WHAT YOU SHOULD DO: Lines from the one with "language model call." through the end of the listing below should be set down exactly, with no other line included.
(Beginning of SOURCE MATERIAL)
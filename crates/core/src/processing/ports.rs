//! Port interfaces for the extraction step

use async_trait::async_trait;
use kiddo_domain::{RawEvent, StructuredEvent};

use super::error::ExtractionResult;
use super::extractor::ExtractedFields;
use super::normalizer::NormalizedEvent;

/// Turns a raw event into a structured event
#[async_trait]
pub trait ExtractionPipeline: Send + Sync {
    async fn process(&self, event: &RawEvent) -> ExtractionResult<StructuredEvent>;
}

/// The enrichment step: reads normalized content and proposes event fields.
///
/// Implementations range from local heuristics to a language model call.
#[async_trait]
pub trait EventAnalyzer: Send + Sync {
    async fn analyze(&self, event: &NormalizedEvent) -> ExtractionResult<ExtractedFields>;
}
(End of SOURCE MATERIAL)
SOLUTION TO THIS TASK:
/// Implementations range from local heuristics to a language model call.
#[async_trait]
pub trait EventAnalyzer: Send + Sync {
    async fn analyze(&self, event: &NormalizedEvent) -> ExtractionResult<ExtractedFields>;
}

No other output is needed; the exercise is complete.